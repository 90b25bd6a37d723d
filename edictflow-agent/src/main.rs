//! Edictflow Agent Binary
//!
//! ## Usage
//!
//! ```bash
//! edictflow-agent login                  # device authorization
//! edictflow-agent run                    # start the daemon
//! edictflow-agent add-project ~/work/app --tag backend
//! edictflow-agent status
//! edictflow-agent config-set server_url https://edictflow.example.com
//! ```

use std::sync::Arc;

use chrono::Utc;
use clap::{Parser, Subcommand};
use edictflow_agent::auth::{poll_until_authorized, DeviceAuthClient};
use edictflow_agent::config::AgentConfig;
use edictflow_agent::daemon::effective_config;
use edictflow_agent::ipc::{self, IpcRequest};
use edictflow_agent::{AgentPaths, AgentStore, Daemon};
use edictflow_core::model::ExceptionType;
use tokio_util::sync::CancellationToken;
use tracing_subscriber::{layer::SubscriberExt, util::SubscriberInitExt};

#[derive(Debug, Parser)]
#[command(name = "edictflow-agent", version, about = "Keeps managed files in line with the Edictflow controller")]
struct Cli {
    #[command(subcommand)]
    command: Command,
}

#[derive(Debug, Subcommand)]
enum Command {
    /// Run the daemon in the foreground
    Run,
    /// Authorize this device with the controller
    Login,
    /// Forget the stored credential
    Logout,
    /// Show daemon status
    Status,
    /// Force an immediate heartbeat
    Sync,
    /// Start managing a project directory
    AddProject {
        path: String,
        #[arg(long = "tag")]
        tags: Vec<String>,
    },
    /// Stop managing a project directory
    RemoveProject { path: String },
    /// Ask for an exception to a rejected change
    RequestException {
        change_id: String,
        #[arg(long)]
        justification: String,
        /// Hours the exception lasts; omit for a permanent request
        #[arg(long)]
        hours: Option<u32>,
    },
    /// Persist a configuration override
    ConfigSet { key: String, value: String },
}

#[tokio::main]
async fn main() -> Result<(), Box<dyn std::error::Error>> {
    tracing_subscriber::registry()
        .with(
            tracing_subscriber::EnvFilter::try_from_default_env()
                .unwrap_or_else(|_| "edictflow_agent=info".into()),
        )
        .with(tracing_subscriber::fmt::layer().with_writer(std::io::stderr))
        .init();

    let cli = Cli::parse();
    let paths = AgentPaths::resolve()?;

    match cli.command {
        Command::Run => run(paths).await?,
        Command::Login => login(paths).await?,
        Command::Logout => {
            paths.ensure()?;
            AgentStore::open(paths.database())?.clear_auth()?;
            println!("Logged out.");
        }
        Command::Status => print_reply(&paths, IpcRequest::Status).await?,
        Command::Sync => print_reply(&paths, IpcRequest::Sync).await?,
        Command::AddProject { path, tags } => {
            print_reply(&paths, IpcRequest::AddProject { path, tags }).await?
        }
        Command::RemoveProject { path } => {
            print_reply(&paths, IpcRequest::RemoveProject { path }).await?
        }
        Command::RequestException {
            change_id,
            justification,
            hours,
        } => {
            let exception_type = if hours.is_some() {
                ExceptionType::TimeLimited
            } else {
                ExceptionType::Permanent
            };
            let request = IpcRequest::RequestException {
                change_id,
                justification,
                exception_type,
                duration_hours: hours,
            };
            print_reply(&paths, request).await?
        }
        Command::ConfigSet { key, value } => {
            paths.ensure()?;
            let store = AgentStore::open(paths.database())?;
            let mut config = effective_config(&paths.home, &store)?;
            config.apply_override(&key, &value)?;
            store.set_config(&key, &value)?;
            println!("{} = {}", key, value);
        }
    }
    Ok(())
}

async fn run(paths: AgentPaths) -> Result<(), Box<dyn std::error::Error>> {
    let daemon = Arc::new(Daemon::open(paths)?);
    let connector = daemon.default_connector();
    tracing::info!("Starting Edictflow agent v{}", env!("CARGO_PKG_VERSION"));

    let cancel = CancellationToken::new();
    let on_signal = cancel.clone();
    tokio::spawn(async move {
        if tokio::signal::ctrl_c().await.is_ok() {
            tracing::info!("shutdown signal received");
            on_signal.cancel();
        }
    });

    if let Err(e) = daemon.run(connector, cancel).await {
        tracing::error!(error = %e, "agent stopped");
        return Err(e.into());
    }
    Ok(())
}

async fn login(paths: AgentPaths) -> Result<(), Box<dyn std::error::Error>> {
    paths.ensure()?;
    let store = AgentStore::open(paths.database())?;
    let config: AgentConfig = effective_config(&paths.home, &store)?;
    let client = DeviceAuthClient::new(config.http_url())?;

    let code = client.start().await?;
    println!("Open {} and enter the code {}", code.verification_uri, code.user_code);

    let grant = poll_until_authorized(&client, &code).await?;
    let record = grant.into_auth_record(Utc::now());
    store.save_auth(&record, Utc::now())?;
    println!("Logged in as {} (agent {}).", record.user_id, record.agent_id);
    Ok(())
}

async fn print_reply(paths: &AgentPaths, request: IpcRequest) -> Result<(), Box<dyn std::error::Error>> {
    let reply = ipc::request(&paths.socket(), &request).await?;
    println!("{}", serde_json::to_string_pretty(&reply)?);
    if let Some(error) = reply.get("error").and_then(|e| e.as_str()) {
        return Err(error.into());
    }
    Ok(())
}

- ASSIGNMENT -
Return every record above exactly as written.

- SOLUTION TO THIS PROBLEM -
repository 90b25bd6a37d723d
filename edictflow-agent/src/main.rs
//! Edictflow Agent Binary
//!
//! ## Usage
//!
//! ```bash
//! edictflow-agent login                  # device authorization
//! edictflow-agent run                    # start the daemon
//! edictflow-agent add-project ~/work/app --tag backend
//! edictflow-agent status
//! edictflow-agent config-set server_url https://edictflow.example.com
//! ```

use std::sync::Arc;

use chrono::Utc;
use clap::{Parser, Subcommand};
use edictflow_agent::auth::{poll_until_authorized, DeviceAuthClient};
use edictflow_agent::config::AgentConfig;
use edictflow_agent::daemon::effective_config;
use edictflow_agent::ipc::{self, IpcRequest};
use edictflow_agent::{AgentPaths, AgentStore, Daemon};
use edictflow_core::model::ExceptionType;
use tokio_util::sync::CancellationToken;
use tracing_subscriber::{layer::SubscriberExt, util::SubscriberInitExt};

#[derive(Debug, Parser)]
#[command(name = "edictflow-agent", version, about = "Keeps managed files in line with the Edictflow controller")]
struct Cli {
    #[command(subcommand)]
    command: Command,
}

#[derive(Debug, Subcommand)]
enum Command {
    /// Run the daemon in the foreground
    Run,
    /// Authorize this device with the controller
    Login,
    /// Forget the stored credential
    Logout,
    /// Show daemon status
    Status,
    /// Force an immediate heartbeat
    Sync,
    /// Start managing a project directory
    AddProject {
        path: String,
        #[arg(long = "tag")]
        tags: Vec<String>,
    },
    /// Stop managing a project directory
    RemoveProject { path: String },
    /// Ask for an exception to a rejected change
    RequestException {
        change_id: String,
        #[arg(long)]
        justification: String,
        /// Hours the exception lasts; omit for a permanent request
        #[arg(long)]
        hours: Option<u32>,
    },
    /// Persist a configuration override
    ConfigSet { key: String, value: String },
}

#[tokio::main]
async fn main() -> Result<(), Box<dyn std::error::Error>> {
    tracing_subscriber::registry()
        .with(
            tracing_subscriber::EnvFilter::try_from_default_env()
                .unwrap_or_else(|_| "edictflow_agent=info".into()),
        )
        .with(tracing_subscriber::fmt::layer().with_writer(std::io::stderr))
        .init();

    let cli = Cli::parse();
    let paths = AgentPaths::resolve()?;

    match cli.command {
        Command::Run => run(paths).await?,
        Command::Login => login(paths).await?,
        Command::Logout => {
            paths.ensure()?;
            AgentStore::open(paths.database())?.clear_auth()?;
            println!("Logged out.");
        }
        Command::Status => print_reply(&paths, IpcRequest::Status).await?,
        Command::Sync => print_reply(&paths, IpcRequest::Sync).await?,
        Command::AddProject { path, tags } => {
            print_reply(&paths, IpcRequest::AddProject { path, tags }).await?
        }
        Command::RemoveProject { path } => {
            print_reply(&paths, IpcRequest::RemoveProject { path }).await?
        }
        Command::RequestException {
            change_id,
            justification,
            hours,
        } => {
            let exception_type = if hours.is_some() {
                ExceptionType::TimeLimited
            } else {
                ExceptionType::Permanent
            };
            let request = IpcRequest::RequestException {
                change_id,
                justification,
                exception_type,
                duration_hours: hours,
            };
            print_reply(&paths, request).await?
        }
        Command::ConfigSet { key, value } => {
            paths.ensure()?;
            let store = AgentStore::open(paths.database())?;
            let mut config = effective_config(&paths.home, &store)?;
            config.apply_override(&key, &value)?;
            store.set_config(&key, &value)?;
            println!("{} = {}", key, value);
        }
    }
    Ok(())
}

async fn run(paths: AgentPaths) -> Result<(), Box<dyn std::error::Error>> {
    let daemon = Arc::new(Daemon::open(paths)?);
    let connector = daemon.default_connector();
    tracing::info!("Starting Edictflow agent v{}", env!("CARGO_PKG_VERSION"));

    let cancel = CancellationToken::new();
    let on_signal = cancel.clone();
    tokio::spawn(async move {
        if tokio::signal::ctrl_c().await.is_ok() {
            tracing::info!("shutdown signal received");
            on_signal.cancel();
        }
    });

    if let Err(e) = daemon.run(connector, cancel).await {
        tracing::error!(error = %e, "agent stopped");
        return Err(e.into());
    }
    Ok(())
}

async fn login(paths: AgentPaths) -> Result<(), Box<dyn std::error::Error>> {
    paths.ensure()?;
    let store = AgentStore::open(paths.database())?;
    let config: AgentConfig = effective_config(&paths.home, &store)?;
    let client = DeviceAuthClient::new(config.http_url())?;

    let code = client.start().await?;
    println!("Open {} and enter the code {}", code.verification_uri, code.user_code);

    let grant = poll_until_authorized(&client, &code).await?;
    let record = grant.into_auth_record(Utc::now());
    store.save_auth(&record, Utc::now())?;
    println!("Logged in as {} (agent {}).", record.user_id, record.agent_id);
    Ok(())
}

async fn print_reply(paths: &AgentPaths, request: IpcRequest) -> Result<(), Box<dyn std::error::Error>> {
    let reply = ipc::request(&paths.socket(), &request).await?;
    println!("{}", serde_json::to_string_pretty(&reply)?);
    if let Some(error) = reply.get("error").and_then(|e| e.as_str()) {
        return Err(error.into());
    }
    Ok(())
}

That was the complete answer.